O país da censura judicial
Boa parte das pressões contra a imprensa brasileira vem do Judiciário – e o STF finge não saber disso. Novo caso acaba de acontecer no Paraná
Depois de uma saraivada de críticas à decisão de responsabilizar veículos de imprensa pelas declarações “irresponsáveis” de entrevistados, ministros do STF, como o presidente da corte Luís Roberto Barroso e o decano Gilmar Mendes, disseram que a intenção jamais foi intimidar o jornalismo ou induzi-lo à autocensura.

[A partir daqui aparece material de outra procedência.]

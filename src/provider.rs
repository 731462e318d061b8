//! Provider descriptor data structures shared by the handshake client and handlers.
//!
//! A descriptor carries the four fixed endpoints of the OAuth 1.0a provider
//! contract (request-token, access-token, authorize, user-show) after
//! validation, so flows never deal with raw endpoint strings.

// self
use crate::_prelude::*;

const TWITTER_REQUEST_TOKEN_URL: &str = "https://api.twitter.com/oauth/request_token";
const TWITTER_ACCESS_TOKEN_URL: &str = "https://api.twitter.com/oauth/access_token";
const TWITTER_AUTHORIZE_URL: &str = "https://api.twitter.com/oauth/authorize";
const TWITTER_USER_SHOW_URL: &str = "https://api.twitter.com/1.1/users/show.json";

/// Errors raised while constructing or validating descriptors.
#[derive(Debug, PartialEq, Eq, ThisError)]
pub enum ProviderDescriptorError {
	/// Every endpoint of the provider contract must be present.
	#[error("Missing {endpoint} endpoint.")]
	MissingEndpoint {
		/// Which endpoint was absent.
		endpoint: &'static str,
	},
	/// Endpoints must use HTTPS unless they point at loopback.
	#[error("The {endpoint} endpoint must use HTTPS: {url}.")]
	InsecureEndpoint {
		/// Which endpoint failed validation.
		endpoint: &'static str,
		/// Endpoint URL that failed validation.
		url: String,
	},
	/// A built-in endpoint constant failed to parse.
	#[error("The {endpoint} endpoint URL is invalid.")]
	InvalidUrl {
		/// Which endpoint failed to parse.
		endpoint: &'static str,
		/// Underlying parsing failure.
		#[source]
		source: url::ParseError,
	},
}

/// Endpoint set declared by a provider descriptor.
#[derive(Clone, Debug, PartialEq, Eq)]
pub struct ProviderEndpoints {
	/// Request-token endpoint opening the handshake.
	pub request_token: Url,
	/// Access-token endpoint closing the handshake.
	pub access_token: Url,
	/// Authorize page the end user is sent to.
	pub authorize: Url,
	/// User lookup endpoint exposed by the provider contract.
	pub user_show: Url,
}

/// Immutable provider descriptor consumed by the handshake client.
#[derive(Clone, Debug, PartialEq, Eq)]
pub struct ProviderDescriptor {
	/// Validated endpoint definitions exposed by the provider.
	pub endpoints: ProviderEndpoints,
}
impl ProviderDescriptor {
	/// Creates a new empty builder.
	pub fn builder() -> ProviderDescriptorBuilder {
		ProviderDescriptorBuilder::default()
	}

	/// Descriptor for the Twitter OAuth 1.0a endpoint set.
	pub fn twitter() -> Result<Self, ProviderDescriptorError> {
		Ok(Self::builder()
			.request_token_endpoint(parse_endpoint("request-token", TWITTER_REQUEST_TOKEN_URL)?)
			.access_token_endpoint(parse_endpoint("access-token", TWITTER_ACCESS_TOKEN_URL)?)
			.authorize_endpoint(parse_endpoint("authorize", TWITTER_AUTHORIZE_URL)?)
			.user_show_endpoint(parse_endpoint("user-show", TWITTER_USER_SHOW_URL)?)
			.build()?)
	}

	/// Builds the authorize URL the end user should be redirected to for `token`.
	pub fn authorize_url(&self, token: &str) -> Url {
		let mut url = self.endpoints.authorize.clone();

		url.query_pairs_mut().append_pair("oauth_token", token);

		url
	}
}

/// Builder for [`ProviderDescriptor`] values.
#[derive(Debug, Default)]
pub struct ProviderDescriptorBuilder {
	/// Request-token endpoint, required.
	pub request_token_endpoint: Option<Url>,
	/// Access-token endpoint, required.
	pub access_token_endpoint: Option<Url>,
	/// Authorize endpoint, required.
	pub authorize_endpoint: Option<Url>,
	/// User-show endpoint, required.
	pub user_show_endpoint: Option<Url>,
}
impl ProviderDescriptorBuilder {
	/// Sets the request-token endpoint.
	pub fn request_token_endpoint(mut self, url: Url) -> Self {
		self.request_token_endpoint = Some(url);

		self
	}

	/// Sets the access-token endpoint.
	pub fn access_token_endpoint(mut self, url: Url) -> Self {
		self.access_token_endpoint = Some(url);

		self
	}

	/// Sets the authorize endpoint.
	pub fn authorize_endpoint(mut self, url: Url) -> Self {
		self.authorize_endpoint = Some(url);

		self
	}

	/// Sets the user-show endpoint.
	pub fn user_show_endpoint(mut self, url: Url) -> Self {
		self.user_show_endpoint = Some(url);

		self
	}

	/// Validates the collected endpoints and produces a descriptor.
	pub fn build(self) -> Result<ProviderDescriptor, ProviderDescriptorError> {
		let request_token = require("request-token", self.request_token_endpoint)?;
		let access_token = require("access-token", self.access_token_endpoint)?;
		let authorize = require("authorize", self.authorize_endpoint)?;
		let user_show = require("user-show", self.user_show_endpoint)?;

		Ok(ProviderDescriptor {
			endpoints: ProviderEndpoints { request_token, access_token, authorize, user_show },
		})
	}
}

fn require(
	endpoint: &'static str,
	url: Option<Url>,
) -> Result<Url, ProviderDescriptorError> {
	let url = url.ok_or(ProviderDescriptorError::MissingEndpoint { endpoint })?;

	// Loopback stays permitted so local mock providers can run over plain HTTP.
	if url.scheme() != "https"
		&& !matches!(url.host_str(), Some("127.0.0.1") | Some("localhost") | Some("[::1]"))
	{
		return Err(ProviderDescriptorError::InsecureEndpoint { endpoint, url: url.into() });
	}

	Ok(url)
}

fn parse_endpoint(
	endpoint: &'static str,
	value: &str,
) -> Result<Url, ProviderDescriptorError> {
	Url::parse(value).map_err(|source| ProviderDescriptorError::InvalidUrl { endpoint, source })
}

#[cfg(test)]
mod tests {
	// self
	use super::*;

	fn url(value: &str) -> Url {
		Url::parse(value).expect("Failed to parse test URL.")
	}

	#[test]
	fn twitter_descriptor_builds_with_fixed_endpoints() {
		let descriptor =
			ProviderDescriptor::twitter().expect("Twitter descriptor should build successfully.");

		assert_eq!(
			descriptor.endpoints.request_token.as_str(),
			"https://api.twitter.com/oauth/request_token",
		);
		assert_eq!(
			descriptor.endpoints.access_token.as_str(),
			"https://api.twitter.com/oauth/access_token",
		);
		assert_eq!(
			descriptor.endpoints.user_show.as_str(),
			"https://api.twitter.com/1.1/users/show.json",
		);
	}

	#[test]
	fn builder_rejects_missing_and_insecure_endpoints() {
		let err = ProviderDescriptor::builder()
			.request_token_endpoint(url("https://example.com/request_token"))
			.build()
			.expect_err("Builder should reject missing endpoints.");

		assert!(matches!(err, ProviderDescriptorError::MissingEndpoint {
			endpoint: "access-token"
		}));

		let err = ProviderDescriptor::builder()
			.request_token_endpoint(url("http://example.com/request_token"))
			.access_token_endpoint(url("https://example.com/access_token"))
			.authorize_endpoint(url("https://example.com/authorize"))
			.user_show_endpoint(url("https://example.com/users/show.json"))
			.build()
			.expect_err("Builder should reject insecure endpoints.");

		assert!(matches!(err, ProviderDescriptorError::InsecureEndpoint {
			endpoint: "request-token",
			..
		}));
	}

	#[test]
	fn builder_permits_loopback_over_plain_http() {
		let descriptor = ProviderDescriptor::builder()
			.request_token_endpoint(url("http://127.0.0.1:9001/oauth/request_token"))
			.access_token_endpoint(url("http://127.0.0.1:9001/oauth/access_token"))
			.authorize_endpoint(url("http://127.0.0.1:9001/oauth/authorize"))
			.user_show_endpoint(url("http://127.0.0.1:9001/1.1/users/show.json"))
			.build()
			.expect("Loopback endpoints should be accepted.");

		assert_eq!(descriptor.endpoints.request_token.port(), Some(9001));
	}

	#[test]
	fn authorize_url_appends_the_request_token() {
		let descriptor =
			ProviderDescriptor::twitter().expect("Twitter descriptor should build successfully.");
		let authorize = descriptor.authorize_url("T1");

		assert_eq!(
			authorize.as_str(),
			"https://api.twitter.com/oauth/authorize?oauth_token=T1",
		);
	}
}
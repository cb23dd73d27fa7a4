use std::collections::BTreeMap;

use crate::port_alloc::PortRange;
use crate::provisioning;

#[derive(Debug, Clone, Copy, PartialEq, Eq)]
pub enum Profile {
    /// Selkies Firefox with a per-user volume and code-server provisioning.
    Persistent,
    /// Stateless noVNC Firefox opening the Scratch editor.
    Classic,
}

impl Profile {
    pub fn parse(raw: &str) -> anyhow::Result<Self> {
        match raw.trim().to_ascii_lowercase().as_str() {
            "persistent" => Ok(Self::Persistent),
            "classic" => Ok(Self::Classic),
            other => anyhow::bail!("unknown profile: {other} (expected persistent or classic)"),
        }
    }

    pub fn as_str(self) -> &'static str {
        match self {
            Self::Persistent => "persistent",
            Self::Classic => "classic",
        }
    }

    pub fn spec(self) -> SessionProfile {
        match self {
            Self::Persistent => persistent(),
            Self::Classic => classic(),
        }
    }
}

/// Everything about a session container that does not depend on who asked
/// for it or which port they got.
#[derive(Debug, Clone)]
pub struct SessionProfile {
    pub profile: Profile,
    pub image: String,
    /// Substring used to recognise session containers when listing.
    pub image_match: String,
    /// Port the in-container web service listens on.
    pub service_port: u16,
    pub env: Vec<(String, String)>,
    pub shm_size_bytes: Option<i64>,
    pub tmpfs: BTreeMap<String, String>,
    /// Mount point of the per-user volume, if the profile keeps state.
    pub volume_mount: Option<String>,
    /// Container path for the read-only homepage bind, if configured.
    pub homepage_target: Option<String>,
    pub provisioning_script: Option<&'static str>,
    pub default_pool: PortRange,
}

fn env(pairs: &[(&str, &str)]) -> Vec<(String, String)> {
    pairs
        .iter()
        .map(|(k, v)| (k.to_string(), v.to_string()))
        .collect()
}

fn persistent() -> SessionProfile {
    SessionProfile {
        profile: Profile::Persistent,
        image: "lscr.io/linuxserver/firefox:latest".to_string(),
        image_match: "linuxserver/firefox".to_string(),
        service_port: 3001,
        env: env(&[
            ("PUID", "1000"),
            ("PGID", "1000"),
            ("TZ", "Europe/Paris"),
            ("FIREFOX_CLI", "file:///config/homepage.html"),
            ("CUSTOM_RES", "1024x768"),
            ("DISABLE_IPV6", "true"),
            ("SELKIES_ENABLE_SHARING", "true"),
            ("SELKIES_ENABLE_COLLAB", "true"),
            ("SELKIES_ENABLE_SHARED", "true"),
            ("SELKIES_UI_SIDEBAR_SHOW_SHARING", "true"),
        ]),
        shm_size_bytes: Some(512 * 1024 * 1024),
        tmpfs: [("/tmp".to_string(), "rw,noexec,nosuid,size=256m".to_string())]
            .into_iter()
            .collect(),
        volume_mount: Some("/config".to_string()),
        homepage_target: Some("/config/homepage.html".to_string()),
        provisioning_script: Some(provisioning::CODE_SERVER_SCRIPT),
        default_pool: PortRange {
            start: 5801,
            end: 5810,
        },
    }
}

fn classic() -> SessionProfile {
    SessionProfile {
        profile: Profile::Classic,
        image: "jlesage/firefox".to_string(),
        image_match: "jlesage/firefox".to_string(),
        service_port: 5800,
        env: env(&[
            ("FF_OPEN_URL", "https://scratch.mit.edu/projects/editor"),
            ("DISPLAY_WIDTH", "1280"),
            ("DISPLAY_HEIGHT", "800"),
            ("WEB_AUDIO", "1"),
        ]),
        shm_size_bytes: None,
        tmpfs: BTreeMap::new(),
        volume_mount: None,
        homepage_target: None,
        provisioning_script: None,
        default_pool: PortRange {
            start: 5801,
            end: 5900,
        },
    }
}

#[cfg(test)]
mod tests {
    use super::*;

    #[test]
    fn parse_is_case_insensitive() {
        assert_eq!(Profile::parse(" Classic ").unwrap(), Profile::Classic);
        assert_eq!(Profile::parse("persistent").unwrap(), Profile::Persistent);
        assert!(Profile::parse("cloud").is_err());
    }

    #[test]
    fn persistent_keeps_state_and_provisions() {
        let p = Profile::Persistent.spec();
        assert_eq!(p.service_port, 3001);
        assert_eq!(p.volume_mount.as_deref(), Some("/config"));
        assert!(p.provisioning_script.is_some());
        assert_eq!(p.default_pool.len(), 10);
        assert!(p.image.contains(&p.image_match));
    }

    #[test]
    fn classic_is_stateless() {
        let p = Profile::Classic.spec();
        assert_eq!(p.service_port, 5800);
        assert!(p.volume_mount.is_none());
        assert!(p.provisioning_script.is_none());
        assert_eq!(p.default_pool.len(), 100);
        assert!(p.image.contains(&p.image_match));
    }
}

Eles sugeriram que o acórdão do processo, ainda a
ser divulgado, poderá esclarecer o sentido da decisão, para evitar que as
instâncias inferiores do judiciário sejam mais rigorosas do que o pretendido.
São tentativas de dourar a pílula. Ainda que se
suavize ao máximo a linguagem do acórdão, permanece o fato de que há um novo
incentivo na praça para processar a imprensa. E os ministros sabem muito bem
que as inclinações de uma parte considerável da magistratura brasileira vão no
sentido da censura. Quer um exemplo?
No último sábado, a juíza Giani Maria Moreschi do
Paraná proibiu a publicação de reportagens sobre as negociações entre o
presidente da Assembléia Estadual Ademar Traiano e o Ministério Público
Federal, tendo em vista uma delação premiada. Menções anteriores ao assunto
tiveram de ser retiradas do ar e futuras matérias serão punidas com multa
diária de R$ 50 mil.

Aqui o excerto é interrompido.